GORE IN THE STORE
INTERVIEWS FILM BLU-RAY DVD & BOOK REVIEWS
BADLANDS – *****
Directed by Terrence Malick. Starring Martin Sheen, Sissy Spacek, Warren Oates. US 1973 Certificate: 15 93 minutes
Released by The Criterion Collection and Sony Pictures Home Entertainment on Blu-Ray on 20th May
While his directorial output may have increased in recent years, Terrence Malick remains one of cinema’s least prolific filmmakers. This is in part what fascinates about him, and the re-release of his 1973 debut BADLANDS represents a great opportunity to re-examine the film which first launched his career.
While the story of young lovers on the run and a murderous killing spree may be similar to BONNIE AND CLYDE or NATURAL BORN KILLERS, this is a far more poetic and almost aloof feature that examines elements of the American psyche and a beautiful landscape that becomes stained with blood.
Martin Sheen is the thematic rebel without a cause Kit, stuck hauling garbage until he meets Sissy Spacek’s timid, naive and somewhat sheltered Holly. Despite the ten-year age-gap they fall for one another before embarking on a literal and metaphorical journey of violence from the small town of Fort Dupree to the vast Montana Badlands of the title.

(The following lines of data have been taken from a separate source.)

#[cfg(test)]
mod tests {
    use super::*;
    use crate::core::primes::TrialDivision;
    use crate::test_support::{letters, nums};
    use proptest::collection::vec;
    use proptest::prelude::{any, prop_assert, prop_assert_eq, proptest};

    #[test]
    fn copy_returns_equal_outbox() {
        let inbox = nums(&[4, -2, 0]);
        assert_eq!(copy(&inbox), Ok(inbox.clone()));
    }

    #[test]
    fn copy_floor_ignores_inbox() {
        assert_eq!(spell_bug(&nums(&[1, 2, 3])), Ok(letters("BUG")));
        assert_eq!(spell_bug(&[]), Ok(letters("BUG")));
    }

    #[test]
    fn scrambler_puts_larger_first() {
        let inbox = nums(&[1, 7, 9, 2, 3, 3]);
        assert_eq!(reverse_sort_pairs(&inbox), Ok(nums(&[7, 1, 9, 2, 3, 3])));
        assert_eq!(
            reverse_sort_pairs(&letters("AZYB")),
            Ok(letters("ZAYB"))
        );
    }

    #[test]
    fn pair_arithmetic() {
        let inbox = nums(&[3, 5, -2, 8]);
        assert_eq!(sum_pairs(&inbox), Ok(nums(&[8, 6])));
        assert_eq!(max_pairs(&inbox), Ok(nums(&[5, 8])));
        assert_eq!(multiply_pairs(&inbox), Ok(nums(&[15, -16])));
        assert_eq!(opposite_signs(&inbox), Ok(nums(&[0, 1])));
    }

    #[test]
    fn opposite_signs_treats_zero_as_unsigned() {
        assert_eq!(opposite_signs(&nums(&[0, -4, 5, 0])), Ok(nums(&[0, 0])));
    }

    #[test]
    fn differences_both_ways_per_pair() {
        let inbox = nums(&[3, 5, 9, 2]);
        assert_eq!(differences_both_ways(&inbox), Ok(nums(&[2, -2, -7, 7])));
        assert_eq!(differences_both_ways(&[]), Ok(Vec::new()));
    }

    #[test]
    fn equal_pairs_emit_one_copy() {
        let inbox = nums(&[4, 4, 1, 2, -3, -3]);
        assert_eq!(equal_pairs(&inbox), Ok(nums(&[4, -3])));
    }

    #[test]
    fn scaling_levels() {
        let inbox = nums(&[2, -1, 0]);
        assert_eq!(scale(3)(&inbox), Ok(nums(&[6, -3, 0])));
        assert_eq!(scale(8)(&inbox), Ok(nums(&[16, -8, 0])));
        assert_eq!(scale(40)(&inbox), Ok(nums(&[80, -40, 0])));
    }

    #[test]
    fn countdown_runs_toward_zero() {
        let inbox = nums(&[3, -2, 0]);
        assert_eq!(countdown(&inbox), Ok(nums(&[3, 2, 1, 0, -2, -1, 0, 0])));
    }

    #[test]
    fn zero_terminated_sums() {
        let inbox = nums(&[1, 2, 3, 0, 0, -4, 9, 0]);
        assert_eq!(sum_strings(&inbox), Ok(nums(&[6, 0, 5])));
    }

    #[test]
    fn fibonacci_includes_first_term_past_item() {
        assert_eq!(fibonacci_past(&nums(&[5])), Ok(nums(&[1, 1, 2, 3, 5, 8])));
        assert_eq!(fibonacci_past(&nums(&[7])), Ok(nums(&[1, 1, 2, 3, 5, 8])));
        assert_eq!(fibonacci_past(&nums(&[1])), Ok(nums(&[1, 1, 2])));
        assert_eq!(fibonacci_past(&nums(&[0])), Ok(nums(&[1])));
        assert_eq!(fibonacci_past(&nums(&[-3])), Ok(nums(&[1])));
        assert_eq!(
            fibonacci_past(&nums(&[2, 0])),
            Ok(nums(&[1, 1, 2, 3, 1]))
        );
    }

    #[test]
    fn fibonacci_reaches_largest_i64_term() {
        const LARGEST_TERM: i64 = 7_540_113_804_746_346_429;
        let outbox = fibonacci_past(&nums(&[LARGEST_TERM - 1])).expect("fits in i64");
        assert_eq!(outbox.len(), 92);
        assert_eq!(outbox.last(), Some(&Item::Number(LARGEST_TERM)));
        assert_eq!(
            fibonacci_past(&nums(&[1, i64::MAX])),
            Err(InputError::Overflow { index: 1 })
        );
    }

    #[test]
    fn littlest_number_per_string() {
        let inbox = nums(&[4, -1, 7, 0, 9, 0]);
        assert_eq!(min_strings(&inbox), Ok(nums(&[-1, 9])));
    }

    #[test]
    fn littlest_number_rejects_empty_string() {
        let inbox = nums(&[4, 0, 0]);
        assert_eq!(
            min_strings(&inbox),
            Err(InputError::EmptyString { start: 2 })
        );
    }

    #[test]
    fn remainder_and_floor_division_signs() {
        let inbox = nums(&[7, 2, -7, 2, 7, -2, 6, 3]);
        assert_eq!(remainder_pairs(&inbox), Ok(nums(&[1, -1, 1, 0])));
        assert_eq!(floor_divide_pairs(&inbox), Ok(nums(&[3, -4, -4, 2])));
    }

    #[test]
    fn division_by_zero_points_at_divisor() {
        let inbox = nums(&[4, 2, 5, 0]);
        assert_eq!(
            floor_divide_pairs(&inbox),
            Err(InputError::DivisionByZero { index: 3 })
        );
        assert_eq!(
            remainder_pairs(&inbox),
            Err(InputError::DivisionByZero { index: 3 })
        );
    }

    #[test]
    fn triangular_numbers() {
        let inbox = nums(&[0, 1, 4, 10, -3]);
        assert_eq!(triangular(&inbox), Ok(nums(&[0, 1, 10, 55, 3])));
    }

    #[test]
    fn triangular_handles_intermediate_overflow() {
        assert_eq!(
            triangular(&nums(&[4_000_000_000, -4_000_000_000])),
            Ok(nums(&[8_000_000_002_000_000_000, 7_999_999_998_000_000_000]))
        );
        assert_eq!(
            triangular(&nums(&[5_000_000_000])),
            Err(InputError::Overflow { index: 0 })
        );
    }

    #[test]
    fn remainder_of_min_by_minus_one_is_zero() {
        assert_eq!(
            remainder_pairs(&nums(&[i64::MIN, -1, i64::MIN, 3])),
            Ok(nums(&[0, -2]))
        );
        assert_eq!(
            floor_divide_pairs(&nums(&[i64::MIN, -1])),
            Err(InputError::Overflow { index: 0 })
        );
    }

    #[test]
    fn three_sort_orders_each_triple() {
        let inbox = nums(&[10, 9, 2, 5, 5, -1]);
        assert_eq!(sort_triples(&inbox), Ok(nums(&[2, 9, 10, -1, 5, 5])));
        assert_eq!(sort_triples(&letters("CABZYX")), Ok(letters("ABCXYZ")));
    }

    #[test]
    fn tile_lookup_indexes_floor() {
        let table: TileTable = letters("NKAE").into_iter().map(Some).collect();
        let lookup = tile_lookup(table);
        assert_eq!(lookup(&nums(&[2, 0, 3])), Ok(letters("ANE")));
        assert_eq!(
            lookup(&nums(&[4])),
            Err(InputError::TileOutOfRange {
                index: 0,
                tile: 4,
                len: 4
            })
        );
        assert_eq!(
            lookup(&nums(&[0, -1])),
            Err(InputError::TileOutOfRange {
                index: 1,
                tile: -1,
                len: 4
            })
        );
    }

    #[test]
    fn tile_lookup_rejects_empty_cell() {
        let lookup = tile_lookup(vec![Some(Item::Letter('A')), None]);
        assert_eq!(
            lookup(&nums(&[1])),
            Err(InputError::EmptyTile { index: 0, tile: 1 })
        );
    }

    #[test]
    fn string_reverse_drops_terminators() {
        let mut inbox = letters("BUG");
        inbox.push(Item::Number(0));
        inbox.extend(letters("AB"));
        inbox.push(Item::Number(0));
        let mut expected = letters("GUB");
        expected.extend(letters("BA"));
        assert_eq!(reverse_strings(&inbox), Ok(expected));
    }

    #[test]
    fn prime_factory_concatenates_factors() {
        let factorize = prime_factors(Arc::new(TrialDivision));
        assert_eq!(
            factorize(&nums(&[12, 7, 1, 30])),
            Ok(nums(&[2, 2, 3, 7, 2, 3, 5]))
        );
        assert_eq!(
            factorize(&nums(&[-4])),
            Err(InputError::NegativeFactorTarget {
                index: 0,
                value: -4
            })
        );
    }

    #[test]
    fn sorting_floor_sorts_within_strings() {
        let mut inbox = letters("DAC");
        inbox.push(Item::Number(0));
        inbox.extend(nums(&[30, 4, 12, 0]));
        let mut expected = letters("ACD");
        expected.extend(nums(&[4, 12, 30]));
        assert_eq!(sort_strings(&inbox), Ok(expected));
    }

    #[test]
    fn odd_length_is_rejected_for_pair_levels() {
        let inbox = nums(&[1, 2, 3]);
        let expected = Err(InputError::UngroupedLength {
            len: 3,
            group_size: 2,
        });
        assert_eq!(sum_pairs(&inbox), expected);
        assert_eq!(reverse_sort_pairs(&inbox), expected);
        assert_eq!(equal_pairs(&inbox), expected);
    }

    #[test]
    fn letters_are_rejected_where_arithmetic_is_needed() {
        let inbox = vec![Item::Number(1), Item::Letter('X')];
        assert_eq!(
            sum_pairs(&inbox),
            Err(InputError::ExpectedNumber {
                index: 1,
                found: Item::Letter('X')
            })
        );
        assert_eq!(
            absolute(&inbox),
            Err(InputError::ExpectedNumber {
                index: 1,
                found: Item::Letter('X')
            })
        );
    }

    #[test]
    fn unterminated_strings_are_rejected() {
        let inbox = nums(&[1, 2, 0, 3]);
        assert_eq!(
            sum_strings(&inbox),
            Err(InputError::UnterminatedString { start: 3 })
        );
        assert_eq!(
            reverse_strings(&inbox),
            Err(InputError::UnterminatedString { start: 3 })
        );
    }

    #[test]
    fn overflow_is_reported() {
        let inbox = nums(&[i64::MAX]);
        assert_eq!(scale(3)(&inbox), Err(InputError::Overflow { index: 0 }));
        assert_eq!(
            absolute(&nums(&[i64::MIN])),
            Err(InputError::Overflow { index: 0 })
        );
    }

    proptest! {
        #[test]
        fn drop_zeros_is_idempotent(values in vec(-5i64..5, 0..48)) {
            let inbox = nums(&values);
            let once = drop_zeros(&inbox).expect("filter");
            let twice = drop_zeros(&once).expect("filter");
            prop_assert!(once.iter().all(|item| !item.is_sentinel()));
            prop_assert_eq!(once, twice);
        }

        #[test]
        fn absolute_values_are_magnitudes(values in vec(any::<i32>(), 0..48)) {
            let values: Vec<i64> = values.into_iter().map(i64::from).collect();
            let outbox = absolute(&nums(&values)).expect("abs");
            prop_assert_eq!(outbox.len(), values.len());
            for (item, value) in outbox.iter().zip(&values) {
                let magnitude = item.as_number().expect("number");
                prop_assert!(magnitude >= 0);
                prop_assert_eq!(magnitude, value.abs());
            }
        }
    }
}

Inspired by, but not based on, actual events, Malick looks into the boredom of the lead characters and a sparse country that seems to offer them little despite its natural beauty resulting in the killings which start to occur. Subsequently in a net starts to close in around the pair which culminates in a car chase scene that deserves to be mentioned in the same breath as those from BULLIT and THE ITALIAN JOB (the subtle lack of a score during the sequence actually heightens the drama).
The 4K restoration emphasizes the fantastic cinematography while Sheen’s natural charisma carries the story as a perfect counter-point to Spacek’s distant anti-heroine.
It remains a powerful, impressive and disturbing piece of work that has lost little of its impact nearly 50 years later. It may have inspired and influenced many other films, yet it manages to retain its unique look and relevance.
EXTRAS: There’s a new documentary ‘Making Badlands’, fresh interviews with editor Billy Weber and producer Edward Pressman and a 1993 T.V. episode of Great Crimes and Trials on Charles Starkweather, upon whom the film was loosely based. The reclusive Malick is predictably absent.